While Chinese stocks are in line with US trends, Japanese stocks have surged to new highs this past month as optimism over exports to Europe grow.
While Brazilian political scandals have hurt recently, the small Emerging Market stock index has risen another 10% since March, while US stocks congest. We regard the out-performance by European, Japanese, Korean and Emerging stock indices over US stocks as a positive divergence.
We often look for trouble in the US when there is a negative divergence of High Yield Junk Bonds with US stocks (S&P 500). After a minor yellow flag in early May, Junk Bond prices have edged to new highs ahead of US stocks in a modest “positive divergence”, thanks to Oil. Healthy Oil price trends positively correlate with the pricing of High Yield Bonds. With OPEC and Russia widely expected to agree on May 25th to an alleged supply cut extension into 2018, it’s likely Oil prices and stocks will hold up until the 25th and then pull back short term.

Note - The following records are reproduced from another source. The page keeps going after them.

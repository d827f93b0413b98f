//! Shared helpers for integration tests.

#![allow(dead_code)]

use std::time::Duration;

use picfetch_core::{EventReceiver, TaskConfig, TaskEvent};
use tokio::io::{AsyncReadExt, AsyncWriteExt};
use tokio::net::TcpListener;
use tokio::sync::oneshot;

/// Upper bound for waiting on any single event.
pub const EVENT_TIMEOUT: Duration = Duration::from_secs(10);

/// A fast task config writing into `output_dir`.
pub fn fast_config(output_dir: &std::path::Path) -> TaskConfig {
    TaskConfig {
        output_dir: output_dir.to_path_buf(),
        progress_pause: Duration::from_millis(1),
        ..TaskConfig::default()
    }
}

/// JSON-like input text with the given fields.
pub fn metadata_json(title: &str, copyright: &str, url: &str) -> String {
    format!(r#"{{"title": "{title}", "copyright": "{copyright}", "url": "{url}"}}"#)
}

/// Receives the next event, panicking if none arrives in time.
pub async fn next_event(events: &mut EventReceiver) -> TaskEvent {
    tokio::time::timeout(EVENT_TIMEOUT, events.recv())
        .await
        .expect("timed out waiting for task event")
        .expect("event channel closed")
}

/// Collects events up to and including the first terminal one.
pub async fn collect_until_terminal(events: &mut EventReceiver) -> Vec<TaskEvent> {
    let mut collected = Vec::new();
    loop {
        let event = next_event(events).await;
        let terminal = event.is_terminal();
        collected.push(event);
        if terminal {
            return collected;
        }
    }
}

/// A one-shot HTTP server that sends `head` of the body, then waits for the
/// release signal before sending `tail`.
pub struct StalledServer {
    /// Base URL, e.g. `http://127.0.0.1:4321`.
    pub uri: String,
    release: Option<oneshot::Sender<()>>,
    handle: tokio::task::JoinHandle<()>,
}

impl StalledServer {
    /// Starts serving a single request with a `Content-Length` of
    /// `head.len() + tail.len()`.
    pub async fn start(head: Vec<u8>, tail: Vec<u8>) -> Self {
        let listener = TcpListener::bind("127.0.0.1:0")
            .await
            .expect("failed to bind test listener");
        let addr = listener.local_addr().expect("listener has no address");
        let (release, released) = oneshot::channel::<()>();

        let handle = tokio::spawn(async move {
            let Ok((mut socket, _)) = listener.accept().await else {
                return;
            };
            let mut request = [0_u8; 4096];
            let _ = socket.read(&mut request).await;

            let headers = format!(
                "HTTP/1.1 200 OK\r\nContent-Type: image/png\r\nContent-Length: {}\r\nConnection: close\r\n\r\n",
                head.len() + tail.len()
            );
            if socket.write_all(headers.as_bytes()).await.is_err() {
                return;
            }
            if socket.write_all(&head).await.is_err() {
                return;
            }
            let _ = socket.flush().await;

            let _ = released.await;
            let _ = socket.write_all(&tail).await;
            let _ = socket.flush().await;
        });

        Self {
            uri: format!("http://{addr}"),
            release: Some(release),
            handle,
        }
    }

    /// Lets the server send the rest of the body.
    pub fn release(&mut self) {
        if let Some(release) = self.release.take() {
            let _ = release.send(());
        }
    }

    /// Releases the server and waits for it to finish.
    pub async fn shutdown(mut self) {
        self.release();
        let _ = self.handle.await;
    }
}
//! CLI entry point for picfetch.

use std::fs;
use std::io::{self, IsTerminal, Read};
use std::process::ExitCode;

use anyhow::{Context, Result};
use clap::Parser;
use picfetch_core::{HttpClient, StartError, TaskCoordinator};
use tracing::{debug, info, warn};

mod app_config;
mod cli;
mod render;

use cli::Args;
use render::Renderer;

#[tokio::main]
async fn main() -> Result<ExitCode> {
    // Parse CLI arguments first (before tracing, so --help works without logs)
    let args = Args::parse();

    // Priority: RUST_LOG env var > quiet flag > verbose flag > default (warn)
    let default_level = if args.quiet {
        "error"
    } else {
        match args.verbose {
            0 => "warn",
            1 => "debug",
            _ => "trace",
        }
    };

    let filter = tracing_subscriber::EnvFilter::try_from_default_env()
        .unwrap_or_else(|_| tracing_subscriber::EnvFilter::new(default_level));

    // Logs go to stderr so stdout stays clean for --json output
    tracing_subscriber::fmt()
        .with_env_filter(filter)
        .with_writer(io::stderr)
        .init();

    debug!(?args, "CLI arguments parsed");

    let file_config = app_config::load_default_file_config()?;
    let config = app_config::resolve_task_config(&args, file_config.as_ref())?;
    let timeouts = app_config::resolve_http_timeouts(&args)?;
    debug!(?config, ?timeouts, "configuration resolved");

    let input_text = read_input(&args)?;

    let client = HttpClient::with_timeouts(timeouts)?;
    let (coordinator, mut events) = TaskCoordinator::new(client, config)?;

    let task = match coordinator.start(&input_text) {
        Ok(task) => task,
        Err(StartError::InputRequired) => {
            eprintln!("error: no input provided");
            eprintln!("Example: echo '{{\"title\": \"Cat\", \"url\": \"https://example.com/cat.png\"}}' | picfetch");
            return Ok(ExitCode::FAILURE);
        }
        Err(error) => return Err(error.into()),
    };
    info!(task_id = task.id(), "picfetch started");

    let renderer = Renderer::new(args.json, args.quiet);
    let mut cancel_sent = false;

    loop {
        tokio::select! {
            event = events.recv() => {
                let Some(event) = event else {
                    warn!("event channel closed before a terminal event");
                    return Ok(ExitCode::FAILURE);
                };
                if let Some(code) = renderer.render(&event)? {
                    return Ok(code);
                }
            }
            signal = tokio::signal::ctrl_c() => {
                if let Err(error) = signal {
                    warn!(%error, "failed to listen for Ctrl+C");
                    continue;
                }
                if cancel_sent {
                    warn!("second Ctrl+C, exiting without waiting for the task");
                    return Ok(ExitCode::from(render::EXIT_CANCELLED));
                }
                info!("cancellation requested");
                cancel_sent = true;
                coordinator.cancel();
            }
        }
    }
}

/// Reads the input text from the given file, or from piped stdin.
///
/// Invalid UTF-8 is replaced rather than rejected so extraction still sees the
/// readable parts. An interactive stdin with no file yields empty text, which
/// the coordinator rejects as missing input.
fn read_input(args: &Args) -> Result<String> {
    let bytes = if let Some(path) = args.input_file() {
        fs::read(path).with_context(|| format!("failed to read input file {}", path.display()))?
    } else if io::stdin().is_terminal() {
        debug!("stdin is a terminal and no input file was given");
        return Ok(String::new());
    } else {
        let mut buffer = Vec::new();
        io::stdin()
            .read_to_end(&mut buffer)
            .context("failed to read stdin")?;
        buffer
    };
    Ok(decode_lossy(bytes))
}

fn decode_lossy(bytes: Vec<u8>) -> String {
    match String::from_utf8(bytes) {
        Ok(text) => text,
        Err(error) => {
            debug!(
                valid_up_to = error.utf8_error().valid_up_to(),
                "input is not valid UTF-8, decoding lossily"
            );
            String::from_utf8_lossy(error.as_bytes()).into_owned()
        }
    }
}
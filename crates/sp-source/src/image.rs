use std::path::Path;

use anyhow::{Context, Result};
use image::imageops::FilterType;
use image::{DynamicImage, RgbImage};
use sp_core::error::CoreError;

/// Aplatit la transparence en composant sur un fond uni : blanc quand on
/// sélectionne les pixels sombres, noir quand on sélectionne les clairs.
/// Sans cela, les zones transparentes d'un PNG passeraient le seuil de
/// densité comme si elles étaient remplies.
///
/// # Example
/// ```
/// use image::{DynamicImage, RgbaImage};
/// use sp_source::image::flatten_alpha;
/// let mut rgba = RgbaImage::new(1, 1);
/// rgba.get_pixel_mut(0, 0).0 = [0, 0, 0, 0]; // entièrement transparent
/// let rgb = flatten_alpha(&DynamicImage::ImageRgba8(rgba), true);
/// assert_eq!(rgb.get_pixel(0, 0).0, [255, 255, 255]);
/// ```
#[must_use]
pub fn flatten_alpha(img: &DynamicImage, select_black: bool) -> RgbImage {
    if !img.color().has_alpha() {
        return img.to_rgb8();
    }
    let rgba = img.to_rgba8();
    let bg: u16 = if select_black { 255 } else { 0 };
    RgbImage::from_fn(rgba.width(), rgba.height(), |x, y| {
        let [r, g, b, a] = rgba.get_pixel(x, y).0;
        let a = u16::from(a);
        let blend = |c: u8| ((u16::from(c) * a + bg * (255 - a)) / 255) as u8;
        image::Rgb([blend(r), blend(g), blend(b)])
    })
}

/// Charge une image et aplatit sa transparence.
///
/// # Errors
/// Returns an error if the file cannot be opened or decoded.
///
/// # Example
/// ```no_run
/// use sp_source::image::load_flattened;
/// use std::path::Path;
/// let rgb = load_flattened(Path::new("logo.png"), true).unwrap();
/// ```
pub fn load_flattened(path: &Path, select_black: bool) -> Result<RgbImage> {
    let img =
        image::open(path).with_context(|| format!("Impossible de charger {}", path.display()))?;
    Ok(flatten_alpha(&img, select_black))
}

/// Aligne l'image sur une grille de `dim` tuiles en largeur : redimensionne
/// (bilinéaire) à `tilesize·dim` de large et rogne le reste de hauteur non
/// divisible. Retourne l'image alignée et la taille de tuile.
///
/// # Errors
/// Returns `CoreError::InvalidDimensions` if the image is narrower than
/// `dim` tiles, or too short for a single tile row.
///
/// # Example
/// ```
/// use image::RgbImage;
/// use sp_source::image::tile_align;
/// let img = RgbImage::new(103, 41);
/// let (aligned, tilesize) = tile_align(&img, 10).unwrap();
/// assert_eq!(tilesize, 10);
/// assert_eq!((aligned.width(), aligned.height()), (100, 40));
/// ```
pub fn tile_align(img: &RgbImage, dim: u32) -> Result<(RgbImage, u32), CoreError> {
    let (width, height) = img.dimensions();
    let tilesize = width / dim;
    if tilesize == 0 {
        return Err(CoreError::InvalidDimensions { width, height });
    }
    let target_w = tilesize * dim;
    let target_h = height - height % tilesize;
    if target_h == 0 {
        return Err(CoreError::InvalidDimensions { width, height });
    }

    log::debug!("Alignement : {width}×{height} → {target_w}×{target_h}, tuile {tilesize}");
    let aligned = image::imageops::resize(img, target_w, target_h, FilterType::Triangle);
    Ok((aligned, tilesize))
}
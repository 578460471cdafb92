/// Configuration, types, and shared structures for spinSCII.
///
/// This crate contains all shared types, traits, and configuration logic
/// used across the spinSCII workspace.

pub mod config;
pub mod error;
pub mod frame;
pub mod mask;
pub mod traits;

pub use config::SpinConfig;
pub use error::CoreError;
pub use frame::Frame;
pub use mask::Mask;

/// Re-exports pour accès par chemin sémantique.
pub mod grid {
    pub use crate::frame::Frame;
    pub use crate::mask::Mask;
}
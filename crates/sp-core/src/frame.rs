/// Une frame rendue : grille de caractères à taille fixe, row-major.
///
/// Remplie du glyphe de fond à la création, écrite une seule fois par la
/// rasterisation, puis immuable. Toutes les frames d'une même séquence
/// partagent les mêmes dimensions.
///
/// # Example
/// ```
/// use sp_core::frame::Frame;
/// let mut frame = Frame::filled(3, 2, '.');
/// frame.set(1, 0, '#');
/// assert_eq!(frame.get(1, 0), '#');
/// assert_eq!(frame.to_text(), ".#.\n...");
/// ```
#[derive(Clone, Debug, PartialEq, Eq)]
pub struct Frame {
    /// Flat array of glyphs, row-major.
    pub cells: Vec<char>,
    /// Width in characters.
    pub width: u32,
    /// Height in characters.
    pub height: u32,
}

impl Frame {
    /// Crée une frame pré-remplie du glyphe donné.
    ///
    /// # Example
    /// ```
    /// use sp_core::frame::Frame;
    /// let frame = Frame::filled(10, 4, '.');
    /// assert_eq!(frame.cells.len(), 40);
    /// assert_eq!(frame.get(9, 3), '.');
    /// ```
    #[must_use]
    pub fn filled(width: u32, height: u32, glyph: char) -> Self {
        Self {
            cells: vec![glyph; (width * height) as usize],
            width,
            height,
        }
    }

    /// Set the glyph at position (x, y).
    #[inline(always)]
    pub fn set(&mut self, x: u32, y: u32, glyph: char) {
        self.cells[(y * self.width + x) as usize] = glyph;
    }

    /// Glyph at position (x, y).
    #[inline(always)]
    #[must_use]
    pub fn get(&self, x: u32, y: u32) -> char {
        self.cells[(y * self.width + x) as usize]
    }

    /// Représentation texte : lignes jointes par `\n`, sans retour final.
    ///
    /// C'est le format consommé par l'export JSON et par tout afficheur
    /// aval.
    ///
    /// # Example
    /// ```
    /// use sp_core::frame::Frame;
    /// let mut frame = Frame::filled(2, 2, '.');
    /// frame.set(0, 0, '#');
    /// assert_eq!(frame.to_text(), "#.\n..");
    /// ```
    #[must_use]
    pub fn to_text(&self) -> String {
        let mut out = String::with_capacity((self.width * self.height + self.height) as usize);
        for y in 0..self.height {
            if y > 0 {
                out.push('\n');
            }
            for x in 0..self.width {
                out.push(self.get(x, y));
            }
        }
        out
    }

    /// True if at least one cell differs from `glyph`.
    ///
    /// # Example
    /// ```
    /// use sp_core::frame::Frame;
    /// let mut frame = Frame::filled(2, 2, '.');
    /// assert!(!frame.has_foreground('.'));
    /// frame.set(1, 1, '@');
    /// assert!(frame.has_foreground('.'));
    /// ```
    #[must_use]
    pub fn has_foreground(&self, glyph: char) -> bool {
        self.cells.iter().any(|&c| c != glyph)
    }
}

#[cfg(test)]
mod tests {
    use super::*;

    #[test]
    fn to_text_joins_rows_without_trailing_newline() {
        let mut frame = Frame::filled(3, 2, '.');
        frame.set(2, 1, '#');
        assert_eq!(frame.to_text(), "...\n..#");
    }

    #[test]
    fn filled_initializes_every_cell() {
        let frame = Frame::filled(4, 4, '~');
        assert!(frame.cells.iter().all(|&c| c == '~'));
    }
}
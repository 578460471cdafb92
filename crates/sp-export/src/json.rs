use std::fs::File;
use std::io::BufWriter;
use std::path::{Path, PathBuf};

use anyhow::{Context, Result};
use sp_core::frame::Frame;
use sp_core::traits::FrameSink;

/// Sérialise la séquence en tableau JSON de chaînes, une chaîne par
/// frame (lignes jointes par `\n`). C'est le format que consomme
/// l'afficheur aval, qui boucle sur le tableau à intervalle fixe.
///
/// # Example
/// ```no_run
/// use sp_core::frame::Frame;
/// use sp_core::traits::FrameSink;
/// use sp_export::json::JsonSink;
///
/// let frames = vec![Frame::filled(2, 2, '.')];
/// JsonSink::new("ascii_frames.json").write(&frames).unwrap();
/// ```
pub struct JsonSink {
    path: PathBuf,
}

impl JsonSink {
    /// Sink écrivant au chemin donné.
    #[must_use]
    pub fn new(path: impl Into<PathBuf>) -> Self {
        Self { path: path.into() }
    }

    /// Chemin de sortie.
    #[must_use]
    pub fn path(&self) -> &Path {
        &self.path
    }
}

impl FrameSink for JsonSink {
    fn write(&self, frames: &[Frame]) -> Result<()> {
        let strings: Vec<String> = frames.iter().map(Frame::to_text).collect();
        let file = File::create(&self.path)
            .with_context(|| format!("Impossible de créer {}", self.path.display()))?;
        serde_json::to_writer(BufWriter::new(file), &strings)
            .with_context(|| format!("Écriture JSON échouée dans {}", self.path.display()))?;
        log::info!("{} frames écrites dans {}", frames.len(), self.path.display());
        Ok(())
    }
}
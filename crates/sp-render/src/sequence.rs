use rayon::prelude::*;
use sp_core::config::SpinConfig;
use sp_core::error::CoreError;
use sp_core::frame::Frame;
use sp_geom::project::{Viewport, project};
use sp_geom::rotate::{frame_angle, rotate_y};
use sp_geom::voxel::Voxel;
use sp_geom::center;

use crate::raster::{ProjectedGlyph, rasterize};
use crate::sizer::{FrameBounds, size_frames};

/// Rend une frame à l'angle donné : rotation, projection, rasterisation.
///
/// Les voxels derrière le plan de l'œil sont exclus par la projection ;
/// l'ensemble visible peut rétrécir d'une frame à l'autre sans que ce
/// soit une erreur.
#[must_use]
pub fn render_frame(
    voxels: &[Voxel],
    center: [f32; 3],
    angle: f32,
    bounds: &FrameBounds,
    view: &Viewport,
    config: &SpinConfig,
) -> Frame {
    let points: Vec<ProjectedGlyph> = voxels
        .iter()
        .filter_map(|v| {
            let rotated = rotate_y(v.offset(center), angle);
            project(rotated, view).map(|(sx, sy)| ProjectedGlyph {
                sx,
                sy,
                depth: rotated[2],
                glyph: if v.is_surface {
                    config.surface_glyph
                } else {
                    config.interior_glyph
                },
            })
        })
        .collect();

    rasterize(&points, bounds, config.background_glyph)
}

/// Orchestre la séquence complète : N frames sur une révolution.
///
/// Le canvas est dimensionné une fois par la passe statique, puis chaque
/// frame est indépendante — elles sont calculées en parallèle (rayon) et
/// collectées dans l'ordre des index, pas dans l'ordre d'achèvement. Le
/// seul état mutable par frame est son propre tampon de profondeur, local
/// à la frame, donc aucun verrou n'est nécessaire.
///
/// # Errors
/// Returns `CoreError::Config` for an invalid configuration, or
/// `CoreError::EmptyInput` for an empty voxel cloud (center and canvas
/// undefined).
///
/// # Example
/// ```
/// use sp_core::config::SpinConfig;
/// use sp_core::mask::Mask;
/// use sp_geom::voxel::voxelize;
/// use sp_render::sequence::render_sequence;
///
/// let mask = Mask::from_rows(vec![vec![true, true], vec![true, true]]).unwrap();
/// let voxels = voxelize(&mask, 2);
/// let config = SpinConfig { depth: 2, frame_count: 4, ..SpinConfig::default() };
/// let frames = render_sequence(&voxels, &config).unwrap();
/// assert_eq!(frames.len(), 4);
/// ```
pub fn render_sequence(voxels: &[Voxel], config: &SpinConfig) -> Result<Vec<Frame>, CoreError> {
    config.validate()?;
    let center = center(voxels)?;
    let view = Viewport::new(config.view_distance);
    let bounds = size_frames(voxels, center, &view, config.padding)?;

    log::info!(
        "Séquence : {} voxels, {} frames, canvas {}×{}",
        voxels.len(),
        config.frame_count,
        bounds.width,
        bounds.height
    );

    let frames = (0..config.frame_count)
        .into_par_iter()
        .map(|i| {
            let angle = frame_angle(i, config.frame_count);
            render_frame(voxels, center, angle, &bounds, &view, config)
        })
        .collect();
    Ok(frames)
}

#[cfg(test)]
mod tests {
    use super::*;
    use sp_core::mask::Mask;
    use sp_geom::voxel::voxelize;

    fn config(depth: u32, frame_count: u32) -> SpinConfig {
        SpinConfig {
            depth,
            frame_count,
            ..SpinConfig::default()
        }
    }

    #[test]
    fn full_square_sequence_end_to_end() {
        let mask = Mask::from_rows(vec![vec![true, true], vec![true, true]]).unwrap();
        let voxels = voxelize(&mask, 2);
        let frames = render_sequence(&voxels, &config(2, 4)).unwrap();
        assert_eq!(frames.len(), 4);
        for frame in &frames {
            assert!(frame.has_foreground('.'), "frame sans glyphe rendu");
        }
    }

    #[test]
    fn all_frames_share_dimensions() {
        let mask = Mask::from_rows(vec![vec![true, false, true], vec![true, true, true]]).unwrap();
        let voxels = voxelize(&mask, 3);
        let frames = render_sequence(&voxels, &config(3, 12)).unwrap();
        let (w, h) = (frames[0].width, frames[0].height);
        assert!(frames.iter().all(|f| f.width == w && f.height == h));
    }

    #[test]
    fn asymmetric_solid_differs_at_half_turn() {
        // Forme en L, asymétrique autour de l'axe Y.
        let mask = Mask::from_rows(vec![
            vec![true, false, false],
            vec![true, false, false],
            vec![true, true, true],
        ])
        .unwrap();
        let voxels = voxelize(&mask, 4);
        let frames = render_sequence(&voxels, &config(4, 4)).unwrap();
        assert_ne!(frames[0].cells, frames[2].cells, "0° et 180° identiques");
    }

    #[test]
    fn frame_zero_is_the_unrotated_object() {
        let mask = Mask::from_rows(vec![vec![true, true, true]]).unwrap();
        let voxels = voxelize(&mask, 2);
        let cfg = config(2, 8);
        let frames = render_sequence(&voxels, &cfg).unwrap();

        let c = center(&voxels).unwrap();
        let view = Viewport::new(cfg.view_distance);
        let bounds = size_frames(&voxels, c, &view, cfg.padding).unwrap();
        let static_frame = render_frame(&voxels, c, 0.0, &bounds, &view, &cfg);
        assert_eq!(frames[0], static_frame);
    }

    #[test]
    fn empty_cloud_is_rejected() {
        let err = render_sequence(&[], &config(2, 4));
        assert!(matches!(err, Err(CoreError::EmptyInput)));
    }

    #[test]
    fn invalid_config_fails_before_geometry() {
        let mask = Mask::from_rows(vec![vec![true]]).unwrap();
        let voxels = voxelize(&mask, 1);
        let err = render_sequence(&voxels, &config(1, 0));
        assert!(matches!(err, Err(CoreError::Config(_))));
    }

    #[test]
    fn surface_and_interior_use_distinct_glyphs() {
        // Une seule cellule, profondeur 3 : la couche médiane est
        // intérieure mais cachée derrière la face avant à l'angle 0.
        // À 90°, le flanc devient visible.
        let mask = Mask::from_rows(vec![vec![true]]).unwrap();
        let voxels = voxelize(&mask, 3);
        let cfg = config(3, 4);
        let frames = render_sequence(&voxels, &cfg).unwrap();
        assert!(frames[0].cells.contains(&cfg.surface_glyph));
        assert!(frames[1].cells.contains(&cfg.interior_glyph));
    }
}
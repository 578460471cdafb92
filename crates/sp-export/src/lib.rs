/// Frame-sequence persistence for spinSCII.

pub mod json;

pub use json::JsonSink;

One of the few areas of concern is the sharp negative divergence of small cap stocks compared to benchmark US and Global Indices. The Russell 2000 small cap stocks led the charge on a wave of optimism back in November/December after Trump was elected. The growing doubt over Trump’s ability to pass any stimulus legislation in 2017 has knocked much of the excess premium from this group. Large Cap – Blue Chip companies and tech can excel in a slow growth environment, but smaller companies needs the “old normal” 3%+ GDP growth to utilize their excess capacity and increase margins. While this under-performance may continue for months awaiting the fading promises of stimulus packages – tax cuts, repatriation and infrastructure bills – any sign that the Russell small cap world is hitting new highs would certainly add fuel to the fire.
Since Trump was elected and stocks catapulted higher, sentiment has been somewhat neutral, but not necessarily boring to observe. AAII is said to measure the sentiment of small individual stock investors. As you can see from the chart below, when the Bull minus Bear sentiment spread falls to extremes, it’s typically an excellent time to buy stock. Such extremes may only occur a handful of times a decade. The last clear buy zone was triggered near the major lows in January and February 2016.
Zooming into just the Bullish sentiment data we can again see the extreme oversold sentiment areas at which stock prices bottomed in early 2016. Readers will recall that we used the sentiment data to conclude throughout December to February that investors could keep buying without fear of a deep correction or even a 3% hiccup as sideline money would become increasingly anxious to buy every minor dip. Bullish sentiment did rise briefly after Trump was elected last November 8th, but the rally was so explosive that money managers and small investors alike missed the boat, neutralizing the sentiment. What has been interesting for us has been the steady rise in skepticism as stock prices continued hitting record highs. Amazingly there are about as many AAII Bulls today as there were at the height of uncertainty just prior to the 2016 Presidential election.
As long as global stock indices and junk bonds keep hitting new highs and sentiment remains subdued, we would favor an upside breakout in US blue chip stock indices (S&P 500 and Dow). The way sentiment is behaving we would expect even more extreme negative sentiment to pop up if stock prices have a minor correction in late May and June.